To do. Copy each line of the records that contains the word "field".

Records for processing.
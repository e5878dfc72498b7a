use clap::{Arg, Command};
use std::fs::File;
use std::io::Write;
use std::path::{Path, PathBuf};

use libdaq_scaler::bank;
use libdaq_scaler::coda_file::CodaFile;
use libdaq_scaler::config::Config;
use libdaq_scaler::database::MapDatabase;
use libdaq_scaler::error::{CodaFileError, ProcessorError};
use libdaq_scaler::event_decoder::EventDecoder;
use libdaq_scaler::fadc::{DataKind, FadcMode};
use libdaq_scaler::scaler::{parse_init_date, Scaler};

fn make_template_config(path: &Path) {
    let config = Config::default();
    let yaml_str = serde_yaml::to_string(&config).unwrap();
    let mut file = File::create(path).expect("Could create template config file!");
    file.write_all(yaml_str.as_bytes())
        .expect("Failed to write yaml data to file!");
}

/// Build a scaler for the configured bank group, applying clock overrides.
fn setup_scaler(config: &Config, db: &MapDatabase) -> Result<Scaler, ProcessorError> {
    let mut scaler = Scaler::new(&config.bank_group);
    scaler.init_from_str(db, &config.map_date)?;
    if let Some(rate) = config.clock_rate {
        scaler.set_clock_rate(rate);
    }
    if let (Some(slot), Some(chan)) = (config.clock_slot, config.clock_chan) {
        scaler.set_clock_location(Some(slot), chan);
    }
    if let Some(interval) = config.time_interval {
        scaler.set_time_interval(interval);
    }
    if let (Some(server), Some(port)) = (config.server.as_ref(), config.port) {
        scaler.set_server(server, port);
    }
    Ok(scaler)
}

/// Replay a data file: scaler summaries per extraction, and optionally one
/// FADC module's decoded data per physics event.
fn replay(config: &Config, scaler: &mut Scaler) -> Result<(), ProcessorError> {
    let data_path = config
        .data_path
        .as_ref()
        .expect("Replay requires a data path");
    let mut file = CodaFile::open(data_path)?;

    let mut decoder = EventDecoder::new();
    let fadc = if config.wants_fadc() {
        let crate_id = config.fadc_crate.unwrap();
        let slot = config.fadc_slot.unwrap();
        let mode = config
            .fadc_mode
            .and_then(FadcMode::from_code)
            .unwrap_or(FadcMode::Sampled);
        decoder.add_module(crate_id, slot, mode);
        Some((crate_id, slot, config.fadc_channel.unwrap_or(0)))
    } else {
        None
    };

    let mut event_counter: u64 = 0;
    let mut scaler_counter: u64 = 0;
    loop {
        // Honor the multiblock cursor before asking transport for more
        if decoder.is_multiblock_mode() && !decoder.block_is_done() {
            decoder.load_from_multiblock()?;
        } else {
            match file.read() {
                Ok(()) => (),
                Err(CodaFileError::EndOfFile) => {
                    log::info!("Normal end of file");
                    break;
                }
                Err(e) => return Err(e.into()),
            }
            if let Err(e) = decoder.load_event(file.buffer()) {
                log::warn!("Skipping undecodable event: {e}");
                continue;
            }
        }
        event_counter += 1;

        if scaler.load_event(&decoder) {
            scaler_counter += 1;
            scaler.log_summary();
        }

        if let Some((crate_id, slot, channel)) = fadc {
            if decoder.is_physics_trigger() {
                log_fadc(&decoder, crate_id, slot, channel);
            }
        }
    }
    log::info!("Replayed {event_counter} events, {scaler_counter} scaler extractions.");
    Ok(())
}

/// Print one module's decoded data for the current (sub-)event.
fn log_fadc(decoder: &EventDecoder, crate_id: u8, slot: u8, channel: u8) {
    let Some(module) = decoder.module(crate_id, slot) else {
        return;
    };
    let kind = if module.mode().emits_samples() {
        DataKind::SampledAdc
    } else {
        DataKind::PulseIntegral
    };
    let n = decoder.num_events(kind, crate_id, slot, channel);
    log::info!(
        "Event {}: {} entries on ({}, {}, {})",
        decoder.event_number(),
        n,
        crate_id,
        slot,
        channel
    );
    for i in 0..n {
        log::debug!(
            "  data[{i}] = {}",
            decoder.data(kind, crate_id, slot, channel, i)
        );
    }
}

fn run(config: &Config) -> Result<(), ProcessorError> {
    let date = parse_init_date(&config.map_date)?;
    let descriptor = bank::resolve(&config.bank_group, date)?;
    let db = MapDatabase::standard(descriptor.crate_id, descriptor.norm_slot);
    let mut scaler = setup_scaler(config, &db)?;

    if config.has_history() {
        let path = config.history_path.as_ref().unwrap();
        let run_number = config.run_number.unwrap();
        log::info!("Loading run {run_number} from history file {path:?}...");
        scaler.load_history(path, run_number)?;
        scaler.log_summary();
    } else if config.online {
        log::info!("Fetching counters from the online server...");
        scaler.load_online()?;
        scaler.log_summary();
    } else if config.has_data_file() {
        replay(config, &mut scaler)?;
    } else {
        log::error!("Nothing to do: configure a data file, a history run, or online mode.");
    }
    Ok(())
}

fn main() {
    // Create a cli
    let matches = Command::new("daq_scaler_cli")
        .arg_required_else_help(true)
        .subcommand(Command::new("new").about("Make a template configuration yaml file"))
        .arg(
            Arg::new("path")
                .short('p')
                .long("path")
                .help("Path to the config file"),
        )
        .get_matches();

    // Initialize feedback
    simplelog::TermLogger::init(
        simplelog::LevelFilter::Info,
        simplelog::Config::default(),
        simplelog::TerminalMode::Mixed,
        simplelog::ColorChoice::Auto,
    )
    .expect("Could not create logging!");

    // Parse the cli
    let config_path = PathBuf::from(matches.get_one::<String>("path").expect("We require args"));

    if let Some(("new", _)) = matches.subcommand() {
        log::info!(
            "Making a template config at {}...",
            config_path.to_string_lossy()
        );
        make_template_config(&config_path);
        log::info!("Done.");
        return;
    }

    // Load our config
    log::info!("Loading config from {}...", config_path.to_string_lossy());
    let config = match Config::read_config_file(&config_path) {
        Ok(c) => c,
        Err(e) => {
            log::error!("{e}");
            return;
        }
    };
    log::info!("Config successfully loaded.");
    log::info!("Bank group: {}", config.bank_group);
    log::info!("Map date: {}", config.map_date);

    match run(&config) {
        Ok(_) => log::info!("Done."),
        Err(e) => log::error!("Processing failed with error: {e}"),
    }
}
---
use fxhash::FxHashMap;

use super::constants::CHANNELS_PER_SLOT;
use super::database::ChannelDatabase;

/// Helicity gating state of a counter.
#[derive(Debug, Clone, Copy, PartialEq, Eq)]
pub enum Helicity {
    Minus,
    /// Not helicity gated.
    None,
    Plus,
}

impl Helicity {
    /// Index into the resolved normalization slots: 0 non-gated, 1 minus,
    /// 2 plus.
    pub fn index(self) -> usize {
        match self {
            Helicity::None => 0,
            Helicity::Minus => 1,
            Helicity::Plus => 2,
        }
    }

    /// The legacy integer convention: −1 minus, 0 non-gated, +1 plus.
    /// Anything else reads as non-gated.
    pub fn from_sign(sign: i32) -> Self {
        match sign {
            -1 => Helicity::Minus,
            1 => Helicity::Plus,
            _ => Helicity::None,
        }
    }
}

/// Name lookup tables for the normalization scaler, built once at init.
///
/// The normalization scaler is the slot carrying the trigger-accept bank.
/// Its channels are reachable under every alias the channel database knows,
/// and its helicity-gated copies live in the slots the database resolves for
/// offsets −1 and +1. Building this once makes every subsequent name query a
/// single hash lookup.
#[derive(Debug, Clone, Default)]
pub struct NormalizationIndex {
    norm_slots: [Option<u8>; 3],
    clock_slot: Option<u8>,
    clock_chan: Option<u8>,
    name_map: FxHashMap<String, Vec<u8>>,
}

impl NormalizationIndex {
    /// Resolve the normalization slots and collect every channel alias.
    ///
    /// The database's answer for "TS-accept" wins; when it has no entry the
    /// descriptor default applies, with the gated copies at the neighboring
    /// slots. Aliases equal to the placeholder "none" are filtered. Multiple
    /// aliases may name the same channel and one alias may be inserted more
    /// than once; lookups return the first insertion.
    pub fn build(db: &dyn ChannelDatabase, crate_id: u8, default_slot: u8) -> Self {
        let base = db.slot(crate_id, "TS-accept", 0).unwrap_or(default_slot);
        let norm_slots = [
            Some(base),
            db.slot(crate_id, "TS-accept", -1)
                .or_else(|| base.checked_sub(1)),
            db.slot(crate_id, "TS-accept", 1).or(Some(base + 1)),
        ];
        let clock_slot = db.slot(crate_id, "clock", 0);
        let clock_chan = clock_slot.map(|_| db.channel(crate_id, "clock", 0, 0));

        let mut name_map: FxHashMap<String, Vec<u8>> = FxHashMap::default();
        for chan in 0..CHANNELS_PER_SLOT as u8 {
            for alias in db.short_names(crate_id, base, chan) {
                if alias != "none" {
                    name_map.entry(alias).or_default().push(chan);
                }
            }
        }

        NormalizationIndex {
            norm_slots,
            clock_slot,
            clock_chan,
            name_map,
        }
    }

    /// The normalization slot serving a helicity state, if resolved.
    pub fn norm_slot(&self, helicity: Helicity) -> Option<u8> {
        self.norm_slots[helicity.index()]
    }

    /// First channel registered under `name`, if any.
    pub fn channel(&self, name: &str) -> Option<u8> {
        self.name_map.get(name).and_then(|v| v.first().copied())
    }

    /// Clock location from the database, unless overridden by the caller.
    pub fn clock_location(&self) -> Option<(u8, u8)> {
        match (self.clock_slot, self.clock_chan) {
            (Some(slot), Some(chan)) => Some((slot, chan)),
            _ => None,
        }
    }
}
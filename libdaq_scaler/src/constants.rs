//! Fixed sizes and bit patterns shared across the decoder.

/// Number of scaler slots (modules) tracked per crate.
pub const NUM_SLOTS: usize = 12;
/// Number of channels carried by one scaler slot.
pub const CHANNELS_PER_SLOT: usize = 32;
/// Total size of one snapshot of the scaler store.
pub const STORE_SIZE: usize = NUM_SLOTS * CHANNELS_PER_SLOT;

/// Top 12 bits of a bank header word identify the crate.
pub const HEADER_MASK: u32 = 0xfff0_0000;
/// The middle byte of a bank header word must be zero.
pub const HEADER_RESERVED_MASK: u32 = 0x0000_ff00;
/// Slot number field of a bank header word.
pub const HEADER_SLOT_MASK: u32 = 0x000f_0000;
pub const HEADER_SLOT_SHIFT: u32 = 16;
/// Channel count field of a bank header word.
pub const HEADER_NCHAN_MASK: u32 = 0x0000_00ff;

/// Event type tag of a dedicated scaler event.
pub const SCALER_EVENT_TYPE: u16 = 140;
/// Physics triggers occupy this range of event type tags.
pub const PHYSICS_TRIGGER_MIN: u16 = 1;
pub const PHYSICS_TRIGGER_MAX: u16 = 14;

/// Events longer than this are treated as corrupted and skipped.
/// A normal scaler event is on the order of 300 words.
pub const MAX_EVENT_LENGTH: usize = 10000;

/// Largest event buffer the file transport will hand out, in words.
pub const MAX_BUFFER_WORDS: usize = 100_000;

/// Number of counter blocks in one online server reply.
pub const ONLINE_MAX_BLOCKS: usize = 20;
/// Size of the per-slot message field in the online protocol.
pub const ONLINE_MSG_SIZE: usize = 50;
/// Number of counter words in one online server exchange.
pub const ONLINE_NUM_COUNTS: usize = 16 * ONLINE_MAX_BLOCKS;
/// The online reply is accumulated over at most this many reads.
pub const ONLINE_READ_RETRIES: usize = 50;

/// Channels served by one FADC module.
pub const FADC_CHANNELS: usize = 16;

Result of this task.
/// Slot number field of a bank header word.
/// Channel count field of a bank header word.
/// Size of the per-slot message field in the online protocol.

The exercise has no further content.